New technology changes our relationship to the written word
and to language itself. William Caxton, who himself introduced the
world-transforming printing press to England in the 15th century,
complained that “our language now used varyeth ferre from that whiche was used
and spoken whan I was borne.” It’s futile trying to preserve a language in
amber; the only language that isn’t in flux is a dead one. But the technology accelerated
the change, just as today’s technology has exponentially accelerated greater
change.
But in his 1994 book The
Gutenberg Elegies: The Fate of Reading in an Electronic Age, Sven Birkerts
was already growing anxious about the downside: electronic media eroding
literary culture. He lamented the displacement of the “slow conventions of
narrative” by “the rush of impulses [through] the innumerable affiliated webs” of
the internet.
For impatient younger generations, the digital age may not
only be democratizing writing but degrading it. Their ability to communicate thoughtfully
and precisely is diminishing, as the rules and standards of language are willingly
sacrificed to the character limitations of tweeting and texting, the
proliferation of acronyms like lol and imho, and the easy visual shortcuts of
emoticons. For them, it’s pedantic and archaic to insist on abiding by those
rules and standards anymore – do so and you’re a Grammar Nazi.
But from the personal to the political, mastery of language
is paramount.

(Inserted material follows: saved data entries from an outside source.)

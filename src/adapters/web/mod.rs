//! Web server adapter.
//!
//! Server-rendered pages with an HTMX front end. A full page is the layout
//! with the page fragment inside `#content`; HTMX requests that target
//! `#content` get the fragment alone. Boosted navigation gets the full page
//! so the nav highlight follows.

mod error;
mod handlers;
mod templates;

pub use error::WebError;
pub use handlers::*;
pub use templates::*;

use std::sync::Arc;

use askama::Template;
use axum::{
    Router,
    http::HeaderMap,
    response::{Html, IntoResponse, Response},
    routing::{get, post},
};
use chrono::Local;
use tokio::sync::RwLock;
use tower_http::trace::TraceLayer;

use crate::domain::error::DashboardError;
use crate::domain::health::HealthMonitor;
use crate::domain::navigation::{BRAND, nav_links, page_title};
use crate::domain::settings::Settings;
use crate::ports::trading_api::TradingApi;

pub struct AppState {
    pub api: Arc<dyn TradingApi>,
    /// Shared across requests so a failed poll keeps the last known status.
    pub health: Arc<RwLock<HealthMonitor>>,
    pub settings: Settings,
}

impl AppState {
    pub fn new(api: Arc<dyn TradingApi>, settings: Settings) -> Self {
        Self {
            api,
            health: Arc::new(RwLock::new(HealthMonitor::new())),
            settings,
        }
    }
}

pub fn build_router(state: AppState) -> Router {
    Router::new()
        .route("/", get(handlers::index))
        .route("/clock", get(handlers::clock))
        .route("/dashboard", get(handlers::dashboard))
        .route("/dashboard/health", get(handlers::health))
        .route(
            "/strategies",
            get(handlers::strategies).post(handlers::create_strategy),
        )
        .route("/strategies/new", get(handlers::new_strategy))
        .route(
            "/strategies/{name}/edit",
            get(handlers::edit_strategy).post(handlers::update_strategy),
        )
        .route(
            "/strategies/{name}/delete",
            get(handlers::confirm_delete_strategy).post(handlers::delete_strategy),
        )
        .route("/strategies/{name}/toggle", post(handlers::toggle_strategy))
        .route("/orders", get(handlers::orders).post(handlers::place_order))
        .route("/positions", get(handlers::positions))
        .route("/trades", get(handlers::trades))
        .route("/alerts", get(handlers::alerts))
        .route("/alerts/signal", post(handlers::send_signal))
        .route("/alerts/{id}", get(handlers::signal_detail))
        .fallback(handlers::not_found)
        .layer(TraceLayer::new_for_http())
        .with_state(Arc::new(state))
}

/// Bind the configured address and serve until the process is stopped.
pub async fn serve(state: AppState) -> Result<(), DashboardError> {
    let listen = state.settings.listen;
    let listener = tokio::net::TcpListener::bind(listen).await?;
    tracing::info!(%listen, backend = %state.settings.api_base_url, "dashboard listening");
    axum::serve(listener, build_router(state)).await?;
    Ok(())
}

/// A fragment request: HTMX, but not boosted navigation.
fn is_htmx_request(headers: &HeaderMap) -> bool {
    headers.contains_key("HX-Request") && !headers.contains_key("HX-Boosted")
}

fn clock_now() -> String {
    Local::now().format("%Y-%m-%d %H:%M:%S").to_string()
}

fn render<T: Template>(template: &T) -> Result<String, WebError> {
    template
        .render()
        .map_err(|e| WebError::internal(format!("template error: {e}")))
}

/// Wrap a rendered fragment for the requester. `path` is the page the
/// content belongs to; it picks the title and nav highlight and is pushed
/// into the browser history on fragment swaps.
fn page(headers: &HeaderMap, path: &str, content: String) -> Result<Response, WebError> {
    if is_htmx_request(headers) {
        return Ok(([("HX-Push-Url", path.to_string())], Html(content)).into_response());
    }
    let layout = LayoutTemplate {
        title: page_title(path),
        brand: BRAND,
        nav: nav_links(path),
        clock: clock_now(),
        content: &content,
    };
    Ok(Html(render(&layout)?).into_response())
}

Once we lose the ability and desire to convey an emotion in our own words, not with a
one-size-fits-all lol or plug-in emoticon, then we no longer express ourselves
truly and clearly and beautifully. My middle school students didn’t see the
value in the demanding mental exercise of meditation, organization, and
precision of language that good writing requires. In the long run, their apathy
and fascination with the rapid-fire ephemera of the digital realm will surely erode
their ability to express themselves fully as individuals, even to think deeply.

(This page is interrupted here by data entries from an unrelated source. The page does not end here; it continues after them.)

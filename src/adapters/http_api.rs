//! REST client for the trading backend.
//!
//! Every request target is resolved against one base URL. Absolute URLs pass
//! through untouched, and anything else is appended to the base's path.
//! Failures are classified as transport errors (`Http`), backend rejections
//! (`Api`, carrying FastAPI's `detail`) or bodies that do not decode
//! (`Decode`).

use std::time::Duration;

use async_trait::async_trait;
use reqwest::{Client, RequestBuilder, StatusCode, Url};
use serde::de::DeserializeOwned;

use crate::domain::error::DashboardError;
use crate::domain::health::HealthStatus;
use crate::domain::order::{OrderRecord, OrderRequest, OrderResponse};
use crate::domain::settings::Settings;
use crate::domain::signal::{SignalHistory, SignalQuery, SignalRequest, SignalResponse};
use crate::domain::strategy::StrategyConfig;
use crate::ports::trading_api::{DeleteAck, TradingApi};

#[derive(Debug, Clone)]
pub struct HttpTradingApi {
    client: Client,
    base: Url,
}

impl HttpTradingApi {
    pub fn new(base_url: &str, timeout: Duration) -> Result<Self, DashboardError> {
        let base = Url::parse(base_url).map_err(|e| DashboardError::InvalidUrl {
            url: base_url.to_string(),
            reason: e.to_string(),
        })?;
        if base.cannot_be_a_base() {
            return Err(DashboardError::InvalidUrl {
                url: base_url.to_string(),
                reason: "not a base URL".to_string(),
            });
        }
        let client = Client::builder()
            .timeout(timeout)
            .build()
            .map_err(|e| DashboardError::Http {
                reason: e.to_string(),
            })?;
        Ok(Self { client, base })
    }

    pub fn from_settings(settings: &Settings) -> Result<Self, DashboardError> {
        Self::new(&settings.api_base_url, settings.api_timeout)
    }

    pub fn base_url(&self) -> &Url {
        &self.base
    }

    /// Resolve a request target the way every call does: absolute
    /// `http(s)://` targets pass through, paths are joined under the base.
    pub fn resolve(&self, target: &str) -> Result<Url, DashboardError> {
        if target.starts_with("http://") || target.starts_with("https://") {
            return Url::parse(target).map_err(|e| DashboardError::InvalidUrl {
                url: target.to_string(),
                reason: e.to_string(),
            });
        }
        let segments: Vec<&str> = target.split('/').filter(|s| !s.is_empty()).collect();
        self.endpoint(&segments)
    }

    /// Append path segments to the base URL, percent-encoding each one.
    fn endpoint(&self, segments: &[&str]) -> Result<Url, DashboardError> {
        let mut url = self.base.clone();
        url.path_segments_mut()
            .map_err(|_| DashboardError::InvalidUrl {
                url: self.base.to_string(),
                reason: "not a base URL".to_string(),
            })?
            .pop_if_empty()
            .extend(segments);
        Ok(url)
    }

    async fn execute<T: DeserializeOwned>(
        &self,
        request: RequestBuilder,
    ) -> Result<T, DashboardError> {
        let request = request.build().map_err(|e| DashboardError::Http {
            reason: e.to_string(),
        })?;
        let method = request.method().clone();
        let url = request.url().clone();
        tracing::debug!(%method, %url, "backend request");

        let response = self.client.execute(request).await.map_err(|e| {
            tracing::warn!(%method, %url, error = %e, "backend unreachable");
            DashboardError::Http {
                reason: e.to_string(),
            }
        })?;
        let status = response.status();
        let body = response.text().await.map_err(|e| DashboardError::Http {
            reason: e.to_string(),
        })?;

        if !status.is_success() {
            let detail = error_detail(status, &body);
            tracing::warn!(%method, %url, status = status.as_u16(), %detail, "backend rejected request");
            return Err(DashboardError::Api {
                status: status.as_u16(),
                detail,
            });
        }

        serde_json::from_str(&body).map_err(|e| DashboardError::Decode {
            reason: format!("{method} {}: {e}", url.path()),
        })
    }
}

/// Pull a human-readable reason out of an error body.
///
/// FastAPI sends `{"detail": "..."}` for handled errors and
/// `{"detail": [{"msg": ...}, ...]}` for request validation failures.
pub fn error_detail(status: StatusCode, body: &str) -> String {
    if let Ok(value) = serde_json::from_str::<serde_json::Value>(body) {
        match value.get("detail") {
            Some(serde_json::Value::String(s)) => return s.clone(),
            Some(serde_json::Value::Array(items)) => {
                let msgs: Vec<&str> = items
                    .iter()
                    .filter_map(|i| i.get("msg").and_then(|m| m.as_str()))
                    .collect();
                if !msgs.is_empty() {
                    return msgs.join("; ");
                }
            }
            _ => {}
        }
    }
    let body = body.trim();
    if body.is_empty() {
        status
            .canonical_reason()
            .unwrap_or("unknown error")
            .to_string()
    } else {
        body.to_string()
    }
}

#[async_trait]
impl TradingApi for HttpTradingApi {
    async fn health(&self) -> Result<HealthStatus, DashboardError> {
        let url = self.endpoint(&["health"])?;
        self.execute(self.client.get(url)).await
    }

    async fn list_orders(&self) -> Result<Vec<OrderRecord>, DashboardError> {
        let url = self.endpoint(&["orders"])?;
        self.execute(self.client.get(url)).await
    }

    async fn place_order(&self, order: &OrderRequest) -> Result<OrderResponse, DashboardError> {
        let url = self.endpoint(&["order"])?;
        self.execute(self.client.post(url).json(order)).await
    }

    async fn list_strategies(
        &self,
        enabled_only: bool,
    ) -> Result<Vec<StrategyConfig>, DashboardError> {
        let url = self.endpoint(&["strategies"])?;
        let mut request = self.client.get(url);
        if enabled_only {
            request = request.query(&[("enabled_only", "true")]);
        }
        self.execute(request).await
    }

    async fn get_strategy(&self, name: &str) -> Result<StrategyConfig, DashboardError> {
        let url = self.endpoint(&["strategies", name])?;
        self.execute(self.client.get(url)).await
    }

    async fn create_strategy(
        &self,
        config: &StrategyConfig,
    ) -> Result<StrategyConfig, DashboardError> {
        let url = self.endpoint(&["strategies"])?;
        self.execute(self.client.post(url).json(config)).await
    }

    async fn update_strategy(
        &self,
        name: &str,
        config: &StrategyConfig,
    ) -> Result<StrategyConfig, DashboardError> {
        let url = self.endpoint(&["strategies", name])?;
        self.execute(self.client.put(url).json(config)).await
    }

    async fn delete_strategy(&self, name: &str) -> Result<DeleteAck, DashboardError> {
        let url = self.endpoint(&["strategies", name])?;
        self.execute(self.client.delete(url)).await
    }

    async fn toggle_strategy(&self, name: &str) -> Result<StrategyConfig, DashboardError> {
        let url = self.endpoint(&["strategies", name, "toggle"])?;
        self.execute(self.client.patch(url).json(&serde_json::json!({})))
            .await
    }

    async fn list_signals(
        &self,
        query: &SignalQuery,
    ) -> Result<Vec<SignalHistory>, DashboardError> {
        let url = self.endpoint(&["signals"])?;
        self.execute(self.client.get(url).query(query)).await
    }

    async fn get_signal(&self, id: i64) -> Result<SignalHistory, DashboardError> {
        let id = id.to_string();
        let url = self.endpoint(&["signals", &id])?;
        self.execute(self.client.get(url)).await
    }

    async fn send_signal(&self, signal: &SignalRequest) -> Result<SignalResponse, DashboardError> {
        let url = self.endpoint(&["signal"])?;
        self.execute(self.client.post(url).json(signal)).await
    }
}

The late John Updike claimed to write his nonfiction on a
typewriter but his fiction with a pencil because it provided the intimacy necessary
to bring his characters to life. Surely this must seem inexplicable and
comically quaint to today’s youth. But they’d be better off unplugging occasionally
and connecting with those “slow conventions of narrative” of the pre-digital
era.
(This article originally appeared here on Acculturated, 8/22/12)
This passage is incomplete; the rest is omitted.